Requirement: Would you please return the lines of the entries below starting at the line that has "pub fn internal(message: impl" and ending at the line that has "is a breaker short-circuit", both included, exactly as they are?

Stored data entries
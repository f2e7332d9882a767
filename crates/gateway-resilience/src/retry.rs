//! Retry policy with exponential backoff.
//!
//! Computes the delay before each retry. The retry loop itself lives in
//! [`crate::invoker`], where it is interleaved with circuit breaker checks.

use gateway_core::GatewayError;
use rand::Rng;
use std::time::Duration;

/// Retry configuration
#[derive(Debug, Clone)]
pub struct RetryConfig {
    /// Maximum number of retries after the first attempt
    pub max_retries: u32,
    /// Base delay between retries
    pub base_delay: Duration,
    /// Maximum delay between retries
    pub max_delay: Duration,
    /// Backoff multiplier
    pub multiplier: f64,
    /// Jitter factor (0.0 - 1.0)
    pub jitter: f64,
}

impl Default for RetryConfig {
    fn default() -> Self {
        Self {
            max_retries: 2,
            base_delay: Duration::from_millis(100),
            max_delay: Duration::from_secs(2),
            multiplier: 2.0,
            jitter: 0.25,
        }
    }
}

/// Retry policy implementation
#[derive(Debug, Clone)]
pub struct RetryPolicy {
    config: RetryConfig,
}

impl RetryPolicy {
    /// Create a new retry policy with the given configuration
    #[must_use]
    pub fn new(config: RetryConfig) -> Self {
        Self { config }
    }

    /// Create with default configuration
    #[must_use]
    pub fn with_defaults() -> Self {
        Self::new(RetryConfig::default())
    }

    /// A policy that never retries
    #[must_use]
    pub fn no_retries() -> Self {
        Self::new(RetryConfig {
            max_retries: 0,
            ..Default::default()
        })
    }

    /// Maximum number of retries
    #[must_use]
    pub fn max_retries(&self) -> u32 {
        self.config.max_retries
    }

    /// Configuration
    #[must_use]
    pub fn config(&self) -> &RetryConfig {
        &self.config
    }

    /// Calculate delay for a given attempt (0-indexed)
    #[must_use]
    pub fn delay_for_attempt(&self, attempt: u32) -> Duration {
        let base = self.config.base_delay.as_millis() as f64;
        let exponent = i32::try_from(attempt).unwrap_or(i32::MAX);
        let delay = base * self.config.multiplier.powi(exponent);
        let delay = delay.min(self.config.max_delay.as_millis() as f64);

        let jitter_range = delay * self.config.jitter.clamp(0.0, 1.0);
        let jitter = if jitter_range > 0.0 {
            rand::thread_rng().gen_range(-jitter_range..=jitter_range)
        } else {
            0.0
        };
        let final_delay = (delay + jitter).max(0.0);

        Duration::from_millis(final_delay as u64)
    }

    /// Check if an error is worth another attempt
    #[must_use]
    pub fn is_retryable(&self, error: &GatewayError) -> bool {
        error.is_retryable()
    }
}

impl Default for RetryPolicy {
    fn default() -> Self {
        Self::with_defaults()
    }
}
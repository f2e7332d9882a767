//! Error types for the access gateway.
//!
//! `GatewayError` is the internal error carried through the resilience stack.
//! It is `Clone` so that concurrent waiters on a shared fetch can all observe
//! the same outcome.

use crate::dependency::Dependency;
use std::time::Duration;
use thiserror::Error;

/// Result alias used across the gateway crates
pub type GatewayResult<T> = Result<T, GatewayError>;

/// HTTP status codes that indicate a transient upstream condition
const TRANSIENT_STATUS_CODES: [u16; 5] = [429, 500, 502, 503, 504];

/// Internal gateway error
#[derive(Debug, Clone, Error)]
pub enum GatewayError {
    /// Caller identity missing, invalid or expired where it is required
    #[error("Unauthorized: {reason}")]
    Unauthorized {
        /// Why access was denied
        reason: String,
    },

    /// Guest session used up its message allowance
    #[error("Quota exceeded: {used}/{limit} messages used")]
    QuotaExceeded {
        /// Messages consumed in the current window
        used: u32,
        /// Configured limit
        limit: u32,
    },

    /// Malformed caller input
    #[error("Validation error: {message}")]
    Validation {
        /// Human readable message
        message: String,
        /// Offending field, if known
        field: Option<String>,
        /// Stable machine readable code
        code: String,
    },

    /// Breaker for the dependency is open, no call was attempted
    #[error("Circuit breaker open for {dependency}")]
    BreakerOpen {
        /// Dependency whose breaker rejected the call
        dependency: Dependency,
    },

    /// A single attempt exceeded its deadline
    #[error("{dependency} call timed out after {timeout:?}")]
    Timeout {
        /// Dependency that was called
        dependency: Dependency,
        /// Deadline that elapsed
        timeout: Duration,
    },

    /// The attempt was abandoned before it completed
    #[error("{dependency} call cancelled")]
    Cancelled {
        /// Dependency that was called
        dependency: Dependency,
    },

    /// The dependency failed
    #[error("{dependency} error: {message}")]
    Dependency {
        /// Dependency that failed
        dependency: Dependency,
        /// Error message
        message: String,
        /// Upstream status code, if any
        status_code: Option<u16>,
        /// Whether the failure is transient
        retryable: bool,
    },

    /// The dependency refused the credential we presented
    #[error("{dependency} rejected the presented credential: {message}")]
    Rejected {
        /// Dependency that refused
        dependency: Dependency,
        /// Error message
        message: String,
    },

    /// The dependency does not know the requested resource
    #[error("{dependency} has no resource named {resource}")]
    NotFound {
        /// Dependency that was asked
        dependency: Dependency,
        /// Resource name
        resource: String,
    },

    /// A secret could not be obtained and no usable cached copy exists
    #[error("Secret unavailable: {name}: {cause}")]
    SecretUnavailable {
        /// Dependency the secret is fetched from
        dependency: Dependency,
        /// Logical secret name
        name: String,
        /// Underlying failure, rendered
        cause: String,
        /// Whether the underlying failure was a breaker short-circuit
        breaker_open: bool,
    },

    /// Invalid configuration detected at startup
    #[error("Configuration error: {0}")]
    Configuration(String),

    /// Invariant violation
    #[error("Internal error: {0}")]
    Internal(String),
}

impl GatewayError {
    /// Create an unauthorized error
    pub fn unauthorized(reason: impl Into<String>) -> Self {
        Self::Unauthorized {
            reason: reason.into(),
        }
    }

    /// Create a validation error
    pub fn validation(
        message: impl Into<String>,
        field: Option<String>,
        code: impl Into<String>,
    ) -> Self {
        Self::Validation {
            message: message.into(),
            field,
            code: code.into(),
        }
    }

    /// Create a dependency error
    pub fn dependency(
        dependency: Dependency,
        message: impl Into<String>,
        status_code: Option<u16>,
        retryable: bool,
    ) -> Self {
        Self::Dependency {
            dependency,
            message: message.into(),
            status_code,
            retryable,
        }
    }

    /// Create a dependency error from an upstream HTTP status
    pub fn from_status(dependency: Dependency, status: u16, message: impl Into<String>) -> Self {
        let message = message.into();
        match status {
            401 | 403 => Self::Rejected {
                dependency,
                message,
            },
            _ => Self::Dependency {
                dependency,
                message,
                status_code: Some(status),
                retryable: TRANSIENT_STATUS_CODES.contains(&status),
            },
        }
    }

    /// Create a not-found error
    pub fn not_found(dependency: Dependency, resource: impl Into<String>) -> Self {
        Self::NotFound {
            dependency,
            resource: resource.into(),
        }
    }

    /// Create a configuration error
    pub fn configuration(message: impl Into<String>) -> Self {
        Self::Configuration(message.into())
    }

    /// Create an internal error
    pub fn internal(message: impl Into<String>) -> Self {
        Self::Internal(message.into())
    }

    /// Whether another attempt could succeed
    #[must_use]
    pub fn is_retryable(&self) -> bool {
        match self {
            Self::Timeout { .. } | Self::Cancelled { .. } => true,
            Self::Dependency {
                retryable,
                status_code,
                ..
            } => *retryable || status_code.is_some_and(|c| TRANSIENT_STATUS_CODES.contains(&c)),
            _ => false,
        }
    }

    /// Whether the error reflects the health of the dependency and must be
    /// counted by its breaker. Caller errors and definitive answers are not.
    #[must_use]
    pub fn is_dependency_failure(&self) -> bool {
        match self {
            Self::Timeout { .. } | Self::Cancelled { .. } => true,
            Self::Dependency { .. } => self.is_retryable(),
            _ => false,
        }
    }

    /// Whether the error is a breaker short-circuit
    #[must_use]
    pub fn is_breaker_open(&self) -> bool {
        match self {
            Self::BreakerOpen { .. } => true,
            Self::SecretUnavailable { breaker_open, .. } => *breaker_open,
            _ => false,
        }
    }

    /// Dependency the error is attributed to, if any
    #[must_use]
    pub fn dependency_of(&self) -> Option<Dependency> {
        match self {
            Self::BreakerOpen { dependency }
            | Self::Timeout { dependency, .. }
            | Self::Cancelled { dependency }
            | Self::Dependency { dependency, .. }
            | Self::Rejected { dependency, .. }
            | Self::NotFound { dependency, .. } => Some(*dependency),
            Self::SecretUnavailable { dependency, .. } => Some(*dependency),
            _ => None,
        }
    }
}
---
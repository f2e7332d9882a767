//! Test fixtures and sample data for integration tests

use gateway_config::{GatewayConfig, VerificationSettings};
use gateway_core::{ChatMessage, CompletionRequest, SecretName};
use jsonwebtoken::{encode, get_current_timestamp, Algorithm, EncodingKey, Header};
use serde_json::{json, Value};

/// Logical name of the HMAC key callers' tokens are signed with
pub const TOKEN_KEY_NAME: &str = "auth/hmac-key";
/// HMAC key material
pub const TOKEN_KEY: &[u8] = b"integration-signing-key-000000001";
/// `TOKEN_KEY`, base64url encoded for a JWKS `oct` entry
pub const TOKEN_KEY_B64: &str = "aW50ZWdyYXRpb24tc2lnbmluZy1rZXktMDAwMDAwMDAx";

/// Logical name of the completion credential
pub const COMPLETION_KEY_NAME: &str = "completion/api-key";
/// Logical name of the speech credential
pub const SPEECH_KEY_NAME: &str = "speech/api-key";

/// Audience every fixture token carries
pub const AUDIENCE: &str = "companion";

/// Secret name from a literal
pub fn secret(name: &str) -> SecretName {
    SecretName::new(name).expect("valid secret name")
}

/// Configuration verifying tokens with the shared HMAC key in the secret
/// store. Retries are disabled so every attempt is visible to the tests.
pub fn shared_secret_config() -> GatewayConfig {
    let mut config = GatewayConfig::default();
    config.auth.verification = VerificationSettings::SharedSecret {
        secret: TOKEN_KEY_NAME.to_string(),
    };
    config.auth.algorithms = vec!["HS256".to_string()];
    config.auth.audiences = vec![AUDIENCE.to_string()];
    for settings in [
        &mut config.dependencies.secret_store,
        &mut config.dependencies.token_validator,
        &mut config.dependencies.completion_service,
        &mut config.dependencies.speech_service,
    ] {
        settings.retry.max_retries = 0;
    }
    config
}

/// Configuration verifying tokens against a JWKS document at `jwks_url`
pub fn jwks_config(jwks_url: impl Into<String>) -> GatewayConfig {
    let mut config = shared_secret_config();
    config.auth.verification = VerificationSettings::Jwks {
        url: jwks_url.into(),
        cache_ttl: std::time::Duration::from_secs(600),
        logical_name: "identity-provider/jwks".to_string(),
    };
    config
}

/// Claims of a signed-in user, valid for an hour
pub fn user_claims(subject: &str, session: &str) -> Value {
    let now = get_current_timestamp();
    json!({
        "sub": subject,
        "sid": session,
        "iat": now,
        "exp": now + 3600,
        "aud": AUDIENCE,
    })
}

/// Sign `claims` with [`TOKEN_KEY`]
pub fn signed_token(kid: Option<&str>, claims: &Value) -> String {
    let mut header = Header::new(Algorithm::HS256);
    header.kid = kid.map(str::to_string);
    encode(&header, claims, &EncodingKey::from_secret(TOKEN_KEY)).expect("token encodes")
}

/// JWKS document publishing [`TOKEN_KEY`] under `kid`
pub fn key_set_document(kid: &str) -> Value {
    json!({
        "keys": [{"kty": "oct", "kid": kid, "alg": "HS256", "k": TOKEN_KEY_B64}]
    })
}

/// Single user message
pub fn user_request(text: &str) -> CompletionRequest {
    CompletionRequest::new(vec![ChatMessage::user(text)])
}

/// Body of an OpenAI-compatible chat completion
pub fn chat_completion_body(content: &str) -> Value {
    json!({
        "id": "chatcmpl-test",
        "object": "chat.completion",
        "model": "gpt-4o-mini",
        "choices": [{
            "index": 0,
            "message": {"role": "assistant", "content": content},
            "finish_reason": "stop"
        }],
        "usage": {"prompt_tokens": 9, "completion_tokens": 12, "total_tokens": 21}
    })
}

Expected answer:
    pub fn internal(message: impl Into<String>) -> Self {
        Self::Internal(message.into())
    }

    /// Whether another attempt could succeed
    #[must_use]
    pub fn is_retryable(&self) -> bool {
        match self {
            Self::Timeout { .. } | Self::Cancelled { .. } => true,
            Self::Dependency {
                retryable,
                status_code,
                ..
            } => *retryable || status_code.is_some_and(|c| TRANSIENT_STATUS_CODES.contains(&c)),
            _ => false,
        }
    }

    /// Whether the error reflects the health of the dependency and must be
    /// counted by its breaker. Caller errors and definitive answers are not.
    #[must_use]
    pub fn is_dependency_failure(&self) -> bool {
        match self {
            Self::Timeout { .. } | Self::Cancelled { .. } => true,
            Self::Dependency { .. } => self.is_retryable(),
            _ => false,
        }
    }

    /// Whether the error is a breaker short-circuit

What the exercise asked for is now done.